What to do: Locate the lines of the listing below that hold "outcome", then copy each of them.

Provided data:
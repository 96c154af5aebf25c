//! Tests for documentation checks

use crate::test_utils::{ctx, ctx_with, documented, entity, undocumented};
use lakeguard_validate::documentation::{
    column_documentation_percentage, undocumented_columns, undocumented_critical_columns,
};
use lakeguard_validate::{
    Check, CheckRegistry, ColumnCoverage, CommentMinLength, CriticalColumnsDocumented,
    HasComment, NoPlaceholderComment,
};

#[test]
fn test_has_comment() {
    let ctx = ctx();
    assert!(HasComment.evaluate(&entity("t"), &ctx).is_failed());
    assert!(
        HasComment
            .evaluate(&entity("t").with_comment("   "), &ctx)
            .is_failed()
    );
    assert!(
        HasComment
            .evaluate(&entity("t").with_comment("Orders"), &ctx)
            .is_passed()
    );
}

#[test]
fn test_comment_min_length() {
    let ctx = ctx();

    let short = CommentMinLength.evaluate(&entity("t").with_comment("short"), &ctx);
    assert!(short.is_failed());
    assert_eq!(
        short.reason(),
        Some("comment is 5 characters long, minimum is 10")
    );

    let exact = CommentMinLength.evaluate(&entity("t").with_comment("exactly10!"), &ctx);
    assert!(exact.is_passed());

    let missing = CommentMinLength.evaluate(&entity("t"), &ctx);
    assert!(missing.is_failed());
    assert!(missing.reason().is_some_and(|r| r.contains("no comment")));
}

#[test]
fn test_comment_length_counts_code_points() {
    let ctx = ctx();
    let nine = "é".repeat(9);
    let ten = "é".repeat(10);
    assert!(
        CommentMinLength
            .evaluate(&entity("t").with_comment(nine), &ctx)
            .is_failed()
    );
    assert!(
        CommentMinLength
            .evaluate(&entity("t").with_comment(ten), &ctx)
            .is_passed()
    );
}

#[test]
fn test_comment_min_length_configurable() {
    let ctx = ctx_with(|c| c.minimum_comment_length = 3);
    assert!(
        CommentMinLength
            .evaluate(&entity("t").with_comment("abc"), &ctx)
            .is_passed()
    );
}

#[test]
fn test_placeholder_comment_scenarios() {
    let ctx = ctx();

    let todo = NoPlaceholderComment.evaluate(&entity("t").with_comment("TODO"), &ctx);
    assert!(todo.is_failed());
    assert_eq!(todo.reason(), Some("comment 'TODO' is placeholder text"));

    let prose = NoPlaceholderComment.evaluate(
        &entity("t").with_comment("This table stores TODO items for users"),
        &ctx,
    );
    assert!(prose.is_passed());

    let prefixed =
        NoPlaceholderComment.evaluate(&entity("t").with_comment("tbd: fill in later"), &ctx);
    assert!(prefixed.is_failed());

    let catalog = NoPlaceholderComment.evaluate(
        &entity("t").with_comment("Product catalog with pricing information"),
        &ctx,
    );
    assert!(catalog.is_passed());
}

#[test]
fn test_placeholder_ignores_missing_comment() {
    let ctx = ctx();
    assert!(NoPlaceholderComment.evaluate(&entity("t"), &ctx).is_passed());
}

#[test]
fn test_placeholder_case_sensitivity() {
    let ctx = ctx_with(|c| c.case_sensitive_placeholders = true);
    assert!(
        NoPlaceholderComment
            .evaluate(&entity("t").with_comment("todo"), &ctx)
            .is_passed()
    );
    assert!(
        NoPlaceholderComment
            .evaluate(&entity("t").with_comment("TODO"), &ctx)
            .is_failed()
    );
}

#[test]
fn test_column_coverage_four_of_five() {
    let table = entity("t").with_fields([
        documented("a"),
        documented("b"),
        documented("c"),
        documented("d"),
        undocumented("e"),
    ]);
    assert!((column_documentation_percentage(&table) - 80.0).abs() < f64::EPSILON);

    let at_80 = ctx_with(|c| c.column_coverage_threshold = 80.0);
    assert!(ColumnCoverage::new().evaluate(&table, &at_80).is_passed());

    let at_81 = ctx_with(|c| c.column_coverage_threshold = 81.0);
    let outcome = ColumnCoverage::new().evaluate(&table, &at_81);
    assert!(outcome.is_failed());
    assert!(outcome.reason().is_some_and(|r| r.ends_with("undocumented: e")));
}

#[test]
fn test_column_coverage_exact_threshold_passes() {
    let fields = (0..100).map(|i| {
        if i < 57 {
            documented(&format!("c{i}"))
        } else {
            undocumented(&format!("c{i}"))
        }
    });
    let table = entity("t").with_fields(fields);
    assert!((column_documentation_percentage(&table) - 57.0).abs() < f64::EPSILON);

    let at_57 = ctx_with(|c| c.column_coverage_threshold = 57.0);
    assert!(ColumnCoverage::new().evaluate(&table, &at_57).is_passed());
    assert!(
        ColumnCoverage::with_threshold("column_coverage >= 57", 57.0)
            .evaluate(&table, &ctx())
            .is_passed()
    );
}

#[test]
fn test_column_coverage_vacuous() {
    let table = entity("t");
    assert!((column_documentation_percentage(&table) - 100.0).abs() < f64::EPSILON);
    let strict = ctx_with(|c| c.column_coverage_threshold = 100.0);
    assert!(ColumnCoverage::new().evaluate(&table, &strict).is_passed());
}

#[test]
fn test_blank_column_comment_is_undocumented() {
    let table = entity("t").with_fields([
        documented("a"),
        lakeguard_domain::Field::new("b", "int").with_comment("  "),
    ]);
    assert_eq!(undocumented_columns(&table), vec!["b"]);
    assert!((column_documentation_percentage(&table) - 50.0).abs() < f64::EPSILON);
}

#[test]
fn test_column_coverage_threshold_override() {
    let registry = CheckRegistry::standard();
    let check = registry
        .resolve("column_coverage >= 90")
        .expect("Coverage override should resolve");
    assert_eq!(check.id(), "column_coverage >= 90");

    let table = entity("t").with_fields([
        documented("a"),
        documented("b"),
        documented("c"),
        documented("d"),
        undocumented("e"),
    ]);
    assert!(check.evaluate(&table, &ctx()).is_failed());
}

#[test]
fn test_critical_columns_documented() {
    let ctx = ctx();
    let table = entity("t").with_fields([
        undocumented("customer_id"),
        documented("order_id"),
        undocumented("email"),
        undocumented("notes"),
    ]);

    assert_eq!(
        undocumented_critical_columns(&table, ctx.critical_patterns()),
        vec!["customer_id", "email"]
    );
    let outcome = CriticalColumnsDocumented.evaluate(&table, &ctx);
    assert!(outcome.is_failed());
    assert_eq!(
        outcome.reason(),
        Some("undocumented critical columns: customer_id, email")
    );
}

#[test]
fn test_critical_columns_without_critical_fields() {
    let table = entity("t").with_fields([undocumented("notes"), undocumented("description")]);
    assert!(CriticalColumnsDocumented.evaluate(&table, &ctx()).is_passed());
}

#[test]
fn test_critical_columns_custom_patterns() {
    let ctx = ctx_with(|c| {
        c.critical_column_patterns = vec!["salary*".to_string()];
        c.case_sensitive_critical_patterns = true;
    });
    let table = entity("t").with_fields([undocumented("salary_band"), undocumented("SALARY")]);
    assert_eq!(
        undocumented_critical_columns(&table, ctx.critical_patterns()),
        vec!["salary_band"]
    );
}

The completed task:
    let outcome = ColumnCoverage::new().evaluate(&table, &at_81);
    assert!(outcome.is_failed());
    assert!(outcome.reason().is_some_and(|r| r.ends_with("undocumented: e")));
    let outcome = CriticalColumnsDocumented.evaluate(&table, &ctx);
    assert!(outcome.is_failed());
        outcome.reason(),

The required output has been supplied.